Exercise details:
Report each line of the entries below that has the word "expected" in it.

[Extracted records]
::::::::

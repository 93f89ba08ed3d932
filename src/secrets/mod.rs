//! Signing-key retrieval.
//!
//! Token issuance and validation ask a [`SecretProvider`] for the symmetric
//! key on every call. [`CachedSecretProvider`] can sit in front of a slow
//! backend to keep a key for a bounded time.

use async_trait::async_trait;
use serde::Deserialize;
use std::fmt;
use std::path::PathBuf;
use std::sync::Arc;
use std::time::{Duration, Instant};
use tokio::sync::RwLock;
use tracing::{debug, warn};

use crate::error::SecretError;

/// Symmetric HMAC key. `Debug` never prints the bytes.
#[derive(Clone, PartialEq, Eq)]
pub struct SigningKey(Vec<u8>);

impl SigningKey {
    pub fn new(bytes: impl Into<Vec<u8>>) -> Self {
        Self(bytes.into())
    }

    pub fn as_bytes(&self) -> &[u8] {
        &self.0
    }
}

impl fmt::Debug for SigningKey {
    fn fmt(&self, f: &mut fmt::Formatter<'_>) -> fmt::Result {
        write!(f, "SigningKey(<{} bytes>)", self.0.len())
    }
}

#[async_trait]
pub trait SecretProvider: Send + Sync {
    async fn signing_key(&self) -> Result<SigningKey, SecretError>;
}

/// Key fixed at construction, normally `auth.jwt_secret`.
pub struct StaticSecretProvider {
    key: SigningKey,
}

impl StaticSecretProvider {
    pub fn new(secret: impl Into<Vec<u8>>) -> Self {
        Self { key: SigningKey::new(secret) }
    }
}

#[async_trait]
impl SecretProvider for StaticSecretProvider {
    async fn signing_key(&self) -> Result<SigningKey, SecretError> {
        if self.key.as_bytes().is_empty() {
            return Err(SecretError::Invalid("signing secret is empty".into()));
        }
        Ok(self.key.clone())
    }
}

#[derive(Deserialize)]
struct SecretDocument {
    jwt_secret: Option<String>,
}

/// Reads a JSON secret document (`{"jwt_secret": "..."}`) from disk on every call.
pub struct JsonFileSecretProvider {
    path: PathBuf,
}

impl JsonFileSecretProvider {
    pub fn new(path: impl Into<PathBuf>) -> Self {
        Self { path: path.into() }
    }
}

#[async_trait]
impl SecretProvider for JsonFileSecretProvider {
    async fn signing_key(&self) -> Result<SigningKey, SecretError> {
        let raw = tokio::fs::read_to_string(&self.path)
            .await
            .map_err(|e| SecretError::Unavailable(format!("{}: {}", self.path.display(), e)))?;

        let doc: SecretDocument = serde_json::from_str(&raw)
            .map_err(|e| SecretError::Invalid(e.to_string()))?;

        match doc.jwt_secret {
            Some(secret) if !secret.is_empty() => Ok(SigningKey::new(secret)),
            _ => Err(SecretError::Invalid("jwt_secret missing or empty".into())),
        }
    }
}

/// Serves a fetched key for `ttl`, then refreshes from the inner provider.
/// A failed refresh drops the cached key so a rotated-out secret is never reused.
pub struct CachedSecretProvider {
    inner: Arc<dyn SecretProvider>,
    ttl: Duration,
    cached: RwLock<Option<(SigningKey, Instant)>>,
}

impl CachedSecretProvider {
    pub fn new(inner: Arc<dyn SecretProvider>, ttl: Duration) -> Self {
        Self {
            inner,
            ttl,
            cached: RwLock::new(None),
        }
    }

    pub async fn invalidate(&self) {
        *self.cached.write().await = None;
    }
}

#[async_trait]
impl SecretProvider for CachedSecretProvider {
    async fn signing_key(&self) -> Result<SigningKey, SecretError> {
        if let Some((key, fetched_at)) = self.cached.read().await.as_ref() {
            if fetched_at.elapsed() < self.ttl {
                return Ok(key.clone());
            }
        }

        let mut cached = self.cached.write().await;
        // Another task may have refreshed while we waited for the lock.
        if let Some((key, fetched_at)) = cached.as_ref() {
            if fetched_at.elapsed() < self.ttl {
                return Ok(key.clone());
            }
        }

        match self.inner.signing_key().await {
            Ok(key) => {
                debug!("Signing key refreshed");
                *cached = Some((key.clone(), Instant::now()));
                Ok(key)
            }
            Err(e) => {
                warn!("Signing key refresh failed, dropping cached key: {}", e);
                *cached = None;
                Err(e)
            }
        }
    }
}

::::::::

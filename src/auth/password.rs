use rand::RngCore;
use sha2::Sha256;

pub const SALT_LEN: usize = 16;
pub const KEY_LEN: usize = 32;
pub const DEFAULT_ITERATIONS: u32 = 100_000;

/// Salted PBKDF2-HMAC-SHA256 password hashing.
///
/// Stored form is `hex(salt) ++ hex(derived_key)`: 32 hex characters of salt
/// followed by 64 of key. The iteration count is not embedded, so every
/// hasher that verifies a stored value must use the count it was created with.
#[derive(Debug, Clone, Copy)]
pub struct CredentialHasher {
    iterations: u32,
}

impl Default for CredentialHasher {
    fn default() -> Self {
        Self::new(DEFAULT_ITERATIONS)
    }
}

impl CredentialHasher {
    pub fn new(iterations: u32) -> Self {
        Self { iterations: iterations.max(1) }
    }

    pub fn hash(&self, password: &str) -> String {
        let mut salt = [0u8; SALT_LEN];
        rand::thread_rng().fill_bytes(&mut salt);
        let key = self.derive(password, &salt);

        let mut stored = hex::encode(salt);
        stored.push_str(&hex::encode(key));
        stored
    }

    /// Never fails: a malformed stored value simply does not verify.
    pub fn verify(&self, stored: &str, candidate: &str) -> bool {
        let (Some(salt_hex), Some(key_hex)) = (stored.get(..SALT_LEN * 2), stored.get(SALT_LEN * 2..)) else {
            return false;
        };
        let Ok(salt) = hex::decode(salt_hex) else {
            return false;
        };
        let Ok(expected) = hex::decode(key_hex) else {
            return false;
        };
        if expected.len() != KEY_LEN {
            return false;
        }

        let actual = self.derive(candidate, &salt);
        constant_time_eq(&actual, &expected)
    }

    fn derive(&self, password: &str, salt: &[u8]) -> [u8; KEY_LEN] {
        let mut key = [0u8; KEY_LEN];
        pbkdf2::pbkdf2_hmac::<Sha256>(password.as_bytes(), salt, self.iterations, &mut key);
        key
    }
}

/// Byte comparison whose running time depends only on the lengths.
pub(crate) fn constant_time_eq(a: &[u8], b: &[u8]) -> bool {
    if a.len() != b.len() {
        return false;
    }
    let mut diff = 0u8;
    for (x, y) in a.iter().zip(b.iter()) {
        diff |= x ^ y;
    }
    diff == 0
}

::::::::

Task response:
        let Ok(expected) = hex::decode(key_hex) else {
        if expected.len() != KEY_LEN {
        constant_time_eq(&actual, &expected)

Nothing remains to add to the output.